Come evitare che i riscaldatori da bagno diventino una minaccia
Collocare un riscaldatore a infrarossi in bagno è tutta un’altra cosa rispetto al semplice posizionarlo su un pavimento asciutto in fabbrica. In bagno ci sono vapore, spruzzi d’acqua e umidità costante. Se non si fa attenzione, quel riscaldatore confortevole può trasformarsi rapidamente in una fonte di pericolo.
Per garantire una buona isolazione, dobbiamo prestare attenzione a due elementi fondamentali: la barriera dielettrica e il modo in cui vengono sigillate le connessioni dei cavi.
Problemi legati alle perdite di corrente
L’aria umida favorisce la formazione di “ponti” sulla superficie del corpo del riscaldatore. Una volta che ciò accade, la corrente inizia a circolare dove non dovrebbe. Per evitare questo problema, utilizziamo vetro di quarzo di alta qualità, dotato di rivestimenti specifici che mantengono la corrente esattamente dove deve stare. Si può verificare questo aspetto da soli: basta utilizzare un misuratore di resistenza e impostarlo su 500V DC. Se il valore registrato è inferiore a 100MΩ, significa che c’è una perdita di corrente.

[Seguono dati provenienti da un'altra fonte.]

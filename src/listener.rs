/// Inbound OSC listener
///
/// Receives UDP datagrams from the event source, decodes each OSC packet
/// (bundles are flattened), renders every `/sound/*` message into the
/// canonical record-string format and forwards the batch to the dispatch
/// loop over a channel. The wire contract: each message carries the sound
/// identifier as its first argument, followed by the five spatial floats
/// for play/update.
///
/// One socket, one reader thread, one consumer; records reach the
/// dispatcher strictly in arrival order.
use std::net::{SocketAddr, UdpSocket};
use std::thread;

use crossbeam_channel::Sender;
use rosc::{decoder, OscMessage, OscPacket, OscType};

use crate::error::ListenerError;

/// Address prefix of messages the router handles
const SOUND_PREFIX: &str = "/sound/";

/// UDP OSC receiver feeding the dispatch loop
pub struct OscListener {
    socket: UdpSocket,
}

impl OscListener {
    /// Bind the listener socket
    pub fn bind(addr: &str) -> Result<Self, ListenerError> {
        let socket = UdpSocket::bind(addr).map_err(|e| ListenerError::BindFailed {
            addr: addr.to_string(),
            source: e,
        })?;
        Ok(Self { socket })
    }

    /// The locally bound address (useful when binding port 0)
    pub fn local_addr(&self) -> std::io::Result<SocketAddr> {
        self.socket.local_addr()
    }

    /// Receive datagrams forever, forwarding record batches to `tx`
    ///
    /// Returns when the receiving side of the channel is gone. Undecodable
    /// datagrams are per-packet warnings, never fatal.
    pub fn run(self, tx: Sender<Vec<String>>) {
        let mut buf = [0u8; decoder::MTU];

        loop {
            let size = match self.socket.recv_from(&mut buf) {
                Ok((size, _)) => size,
                Err(err) => {
                    tracing::warn!("Error receiving datagram: {err}");
                    continue;
                }
            };

            let packet = match decoder::decode_udp(&buf[..size]) {
                Ok((_, packet)) => packet,
                Err(err) => {
                    tracing::warn!("Dropping undecodable OSC packet: {err}");
                    continue;
                }
            };

            let mut messages = Vec::new();
            collect_messages(packet, &mut messages);

            let batch: Vec<String> = messages.iter().filter_map(format_record).collect();
            if batch.is_empty() {
                continue;
            }

            if tx.send(batch).is_err() {
                tracing::info!("Dispatch loop is gone, stopping listener");
                return;
            }
        }
    }

    /// Run the receive loop on a background thread
    pub fn spawn(self, tx: Sender<Vec<String>>) -> thread::JoinHandle<()> {
        thread::spawn(move || self.run(tx))
    }
}

/// Flatten a packet into its messages, recursing through bundles
fn collect_messages(packet: OscPacket, out: &mut Vec<OscMessage>) {
    match packet {
        OscPacket::Message(msg) => out.push(msg),
        OscPacket::Bundle(bundle) => {
            for inner in bundle.content {
                collect_messages(inner, out);
            }
        }
    }
}

/// Render one `/sound/*` message as a record row
///
/// Other addresses and messages with unsupported argument types are
/// skipped.
fn format_record(msg: &OscMessage) -> Option<String> {
    if !msg.addr.starts_with(SOUND_PREFIX) {
        tracing::debug!("Ignoring message for {}", msg.addr);
        return None;
    }

    let mut record = msg.addr.clone();
    for arg in &msg.args {
        let token = match format_arg(arg) {
            Some(token) => token,
            None => {
                tracing::warn!(
                    "Dropping message for {}: unsupported argument type {:?}",
                    msg.addr,
                    arg
                );
                return None;
            }
        };
        record.push(' ');
        record.push_str(&token);
    }

    Some(record)
}

fn format_arg(arg: &OscType) -> Option<String> {
    match arg {
        OscType::String(s) => Some(format!("\"{s}\"")),
        OscType::Float(v) => Some(v.to_string()),
        OscType::Double(v) => Some(v.to_string()),
        OscType::Int(v) => Some(v.to_string()),
        OscType::Long(v) => Some(v.to_string()),
        _ => None,
    }
}

#[cfg(test)]
mod tests {
    use super::*;
    use crossbeam_channel::unbounded;
    use rosc::encoder;
    use rosc::{OscBundle, OscTime};
    use std::time::Duration;

    fn play_message(sound_id: &str) -> OscMessage {
        OscMessage {
            addr: "/sound/play".to_string(),
            args: vec![
                OscType::String(sound_id.to_string()),
                OscType::Float(10.0),
                OscType::Float(0.0),
                OscType::Float(1.0),
                OscType::Float(30.0),
                OscType::Float(10.0),
            ],
        }
    }

    #[test]
    fn test_format_play_record() {
        let record = format_record(&play_message("p0")).expect("should format");
        assert_eq!(record, "/sound/play \"p0\" 10 0 1 30 10");
    }

    #[test]
    fn test_format_stop_record() {
        let msg = OscMessage {
            addr: "/sound/stop".to_string(),
            args: vec![OscType::String("p0".to_string())],
        };
        assert_eq!(format_record(&msg).unwrap(), "/sound/stop \"p0\"");
    }

    #[test]
    fn test_other_addresses_are_ignored() {
        let msg = OscMessage {
            addr: "/spat/serv".to_string(),
            args: vec![],
        };
        assert!(format_record(&msg).is_none());
    }

    #[test]
    fn test_unsupported_argument_drops_message() {
        let msg = OscMessage {
            addr: "/sound/play".to_string(),
            args: vec![OscType::Nil],
        };
        assert!(format_record(&msg).is_none());
    }

    #[test]
    fn test_bundles_are_flattened() {
        let bundle = OscPacket::Bundle(OscBundle {
            timetag: OscTime {
                seconds: 0,
                fractional: 0,
            },
            content: vec![
                OscPacket::Message(play_message("p0")),
                OscPacket::Message(play_message("p1")),
            ],
        });

        let mut messages = Vec::new();
        collect_messages(bundle, &mut messages);
        assert_eq!(messages.len(), 2);
        assert_eq!(messages[1].args[0], OscType::String("p1".to_string()));
    }

    #[test]
    fn test_listener_forwards_record_batches() {
        let listener = OscListener::bind("127.0.0.1:0").expect("bind listener");
        let addr = listener.local_addr().expect("local addr");

        let (tx, rx) = unbounded();
        let _handle = listener.spawn(tx);

        let sender = UdpSocket::bind("127.0.0.1:0").expect("bind sender");
        let packet = OscPacket::Message(play_message("p0"));
        let bytes = encoder::encode(&packet).expect("encode");
        sender.send_to(&bytes, addr).expect("send");

        let batch = rx
            .recv_timeout(Duration::from_secs(2))
            .expect("batch should arrive");
        assert_eq!(batch, vec!["/sound/play \"p0\" 10 0 1 30 10".to_string()]);
    }
}
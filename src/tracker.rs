/// Active-sound tracker
///
/// The only mutable state in the router: the set of exclusive sounds that
/// are currently sounding. Owned by the dispatcher and mutated on its single
/// dispatch path, so no locking is involved.
use std::collections::HashSet;

/// Set of currently-active exclusive sound identifiers
///
/// Non-exclusive sounds are stateless and must never be inserted here.
#[derive(Debug, Default)]
pub struct ActiveSounds {
    active: HashSet<String>,
}

impl ActiveSounds {
    /// Create an empty tracker
    pub fn new() -> Self {
        Self::default()
    }

    /// Check whether a sound is currently active
    pub fn is_active(&self, sound_id: &str) -> bool {
        self.active.contains(sound_id)
    }

    /// Mark a sound active; returns false if it already was (idempotent)
    pub fn activate(&mut self, sound_id: &str) -> bool {
        self.active.insert(sound_id.to_string())
    }

    /// Mark a sound inactive; returns false if it was not active (idempotent)
    pub fn deactivate(&mut self, sound_id: &str) -> bool {
        self.active.remove(sound_id)
    }

    /// Number of currently-active sounds
    pub fn len(&self) -> usize {
        self.active.len()
    }

    pub fn is_empty(&self) -> bool {
        self.active.is_empty()
    }
}
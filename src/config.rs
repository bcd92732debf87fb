use serde::{Deserialize, Serialize};
use std::fs;
use std::path::PathBuf;

use crate::error::ConfigError;

fn default_listen_addr() -> String {
    "0.0.0.0:9000".to_string()
}

fn default_spatial_addr() -> String {
    // Default OSC input port of the spatialization renderer.
    "127.0.0.1:18032".to_string()
}

fn default_playback_addr() -> String {
    "127.0.0.1:11000".to_string()
}

#[derive(Debug, Clone, Serialize, Deserialize)]
pub struct Config {
    /// Address the inbound OSC listener binds to
    #[serde(default = "default_listen_addr")]
    pub listen_addr: String,

    /// Address of the spatialization renderer's OSC input
    #[serde(default = "default_spatial_addr")]
    pub spatial_addr: String,

    /// Address of the playback engine's OSC input
    #[serde(default = "default_playback_addr")]
    pub playback_addr: String,

    /// Optional JSON file replacing the built-in registry tables
    #[serde(default)]
    pub registry_path: Option<PathBuf>,

    /// Optional directory for the daily-rotating file log
    #[serde(default)]
    pub log_dir: Option<PathBuf>,

    /// Stop every player-slot clip when the router starts
    #[serde(default)]
    pub stop_players_on_start: bool,
}

impl Default for Config {
    fn default() -> Self {
        Self {
            listen_addr: default_listen_addr(),
            spatial_addr: default_spatial_addr(),
            playback_addr: default_playback_addr(),
            registry_path: None,
            log_dir: None,
            stop_players_on_start: false,
        }
    }
}

impl Config {
    /// Load configuration from the platform-specific config directory.
    /// Creates default config if file doesn't exist.
    pub fn load() -> Result<Self, ConfigError> {
        let config_path = Self::config_path()?;

        if config_path.exists() {
            let content =
                fs::read_to_string(&config_path).map_err(|e| ConfigError::LoadFailed {
                    path: config_path.display().to_string(),
                    source: Box::new(e),
                })?;
            let config = serde_json::from_str(&content).map_err(|e| ConfigError::LoadFailed {
                path: config_path.display().to_string(),
                source: Box::new(e),
            })?;
            tracing::info!("Loaded config from {}", config_path.display());
            Ok(config)
        } else {
            let config = Config::default();
            config.save()?;
            tracing::info!("Created default config at {}", config_path.display());
            Ok(config)
        }
    }

    /// Save configuration to disk
    pub fn save(&self) -> Result<(), ConfigError> {
        let config_path = Self::config_path()?;

        if let Some(parent) = config_path.parent() {
            fs::create_dir_all(parent).map_err(|e| ConfigError::DirectoryCreationFailed {
                path: parent.display().to_string(),
                source: e,
            })?;
        }

        let json =
            serde_json::to_string_pretty(self).map_err(|e| ConfigError::SaveFailed {
                path: config_path.display().to_string(),
                source: Box::new(e),
            })?;
        fs::write(&config_path, json).map_err(|e| ConfigError::SaveFailed {
            path: config_path.display().to_string(),
            source: Box::new(e),
        })?;

        Ok(())
    }

    /// Get the config file path (in the platform config directory)
    fn config_path() -> Result<PathBuf, ConfigError> {
        let config_dir = dirs::config_dir().ok_or(ConfigError::NoConfigDir)?;
        Ok(config_dir.join("spat-bridge").join("config.json"))
    }

    /// Get the config file path for display purposes
    pub fn config_path_display() -> String {
        Self::config_path()
            .map(|p| p.display().to_string())
            .unwrap_or_else(|_| "unknown".to_string())
    }
}
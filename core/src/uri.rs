//! Connection URI parsing.
//!
//! `parse` turns a URI of the shape `scheme://host[:port][/path]?[query]`
//! (or `scheme:///absolute/path?[query]` for the local-socket form) into a
//! flat string→string mapping. No type coercion happens here: a port or a
//! `timeout=0.5` query value stays the parsed string, and the caller decides
//! whether and when to coerce.

use std::collections::BTreeMap;

use crate::errors::ParamsError;


/// Scheme that addresses a local socket by filesystem path instead of
/// host and port.
const LOCAL_SOCKET_SCHEME: &str = "unix";


/// Parse a connection URI into a string→string mapping.
///
/// The result always contains `scheme` and `host`. The local-socket form
/// adds `path` with a fixed `host` of `localhost`; the network form adds
/// `port` when a port segment is present. Query pairs are merged in last.
///
/// Query handling is lenient and asymmetric on purpose:
/// - `key=value` is kept as-is,
/// - `key=` is kept with an empty value,
/// - a bare `key` with no `=` at all is dropped entirely.
///
/// # Errors
///
/// Returns [`ParamsError::InvalidUri`] when the scheme/authority structure
/// cannot be decomposed: no `://` separator, an empty scheme or host, an
/// authority that is not a plain `host[:port]` pair, a non-numeric port
/// segment, or a local-socket target that is not an absolute path.
pub fn parse(uri: &str) -> Result<BTreeMap<String, String>, ParamsError> {
    let invalid = || ParamsError::InvalidUri(uri.to_string());

    let (scheme, rest) = uri.split_once("://").ok_or_else(invalid)?;
    if scheme.is_empty() {
        return Err(invalid());
    }

    let (target, query) = match rest.split_once('?') {
        Some((target, query)) => (target, Some(query)),
        None => (rest, None),
    };

    let mut parsed = BTreeMap::new();
    parsed.insert("scheme".to_string(), scheme.to_string());

    if scheme == LOCAL_SOCKET_SCHEME {
        // Local-socket form: the whole target is a filesystem path.
        if !target.starts_with('/') {
            return Err(invalid());
        }
        parsed.insert("host".to_string(), "localhost".to_string());
        parsed.insert("path".to_string(), percent_decode(target));
    } else {
        // Network form: host[:port]. A trailing /path segment carries no
        // meaning for a network connection and is ignored.
        let authority = match target.split_once('/') {
            Some((authority, _)) => authority,
            None => target,
        };
        let (host, port) = match authority.rsplit_once(':') {
            Some((host, port)) => (host, Some(port)),
            None => (authority, None),
        };
        // A colon left in the host segment means the authority was not a
        // plain host[:port] shape.
        if host.is_empty() || host.contains(':') {
            return Err(invalid());
        }
        parsed.insert("host".to_string(), host.to_string());
        if let Some(port) = port {
            if port.is_empty() || !port.bytes().all(|b| b.is_ascii_digit()) {
                return Err(invalid());
            }
            parsed.insert("port".to_string(), port.to_string());
        }
    }

    if let Some(query) = query {
        for pair in query.split('&') {
            if let Some((key, value)) = pair.split_once('=') {
                if !key.is_empty() {
                    parsed.insert(key.to_string(), value.to_string());
                }
            }
            // No '=' at all: the pair is dropped.
        }
    }

    Ok(parsed)
}


/// Decode `%XX` escapes in a path segment. Malformed escapes are copied
/// through verbatim rather than rejected.
fn percent_decode(s: &str) -> String {
    let bytes = s.as_bytes();
    let mut out = Vec::with_capacity(bytes.len());
    let mut i = 0;
    while i < bytes.len() {
        if bytes[i] == b'%' && i + 2 < bytes.len() {
            if let (Some(hi), Some(lo)) = (hex_digit(bytes[i + 1]), hex_digit(bytes[i + 2])) {
                out.push(hi * 16 + lo);
                i += 3;
                continue;
            }
        }
        out.push(bytes[i]);
        i += 1;
    }
    String::from_utf8(out).unwrap_or_else(|e| String::from_utf8_lossy(e.as_bytes()).into_owned())
}


fn hex_digit(b: u8) -> Option<u8> {
    match b {
        b'0'..=b'9' => Some(b - b'0'),
        b'a'..=b'f' => Some(b - b'a' + 10),
        b'A'..=b'F' => Some(b - b'A' + 10),
        _ => None,
    }
}


// ---------------------------------------------------------------------------
// Tests
// ---------------------------------------------------------------------------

La zona pericolosa: le connessioni
La maggior parte dei problemi riguarda proprio il punto di connessione tra la lampada e i cavi di alimentazione. È il punto più debole dell’apparecchio. Per risolvere questo problema, utilizziamo isolanti in ceramica ermeticamente sigillati e composizioni in silicone. In pratica, proteggiamo i contatti elettrici affinché l’umidità non possa raggiungerli. Se si utilizzano prese standard R7s o SK15 senza protezioni contro l’umidità, si corre il rischio di guasti. È solo questione di tempo. Ecco perché preferiamo utilizzare contenitori con certificazione IP65: essi mantengono i cavi completamente asciutti.
Il problema del calore
Ma aspettate… c’è un altro problema. Le serrature ermetiche sono ottime per la sicurezza, ma allo stesso tempo trattenono il calore. Quando si avvolge la lampada in un involucro isolante robusto, l’aria intorno alle prese diventa estremamente calda. Se si utilizzano cavi in PVC standard, questi si scioglieranno. Bisogna quindi utilizzare isolanti in silicone o PTFE, adatti alle alte temperature. È l’unico modo per evitare che i cavi brucino quando l’afflusso d’aria è limitato.
E per l’amor del cielo, non trascurate l’impianto di messa a terra. Ogni singolo apparecchio deve essere collegato a un sistema di messa a terra appropriato. Se qualcosa va storto e l’isolamento fallisce, è necessario che il interruttore si attivi immediatamente. Non si vuole assolutamente che il telaio del soffitto diventi conduttore di corrente.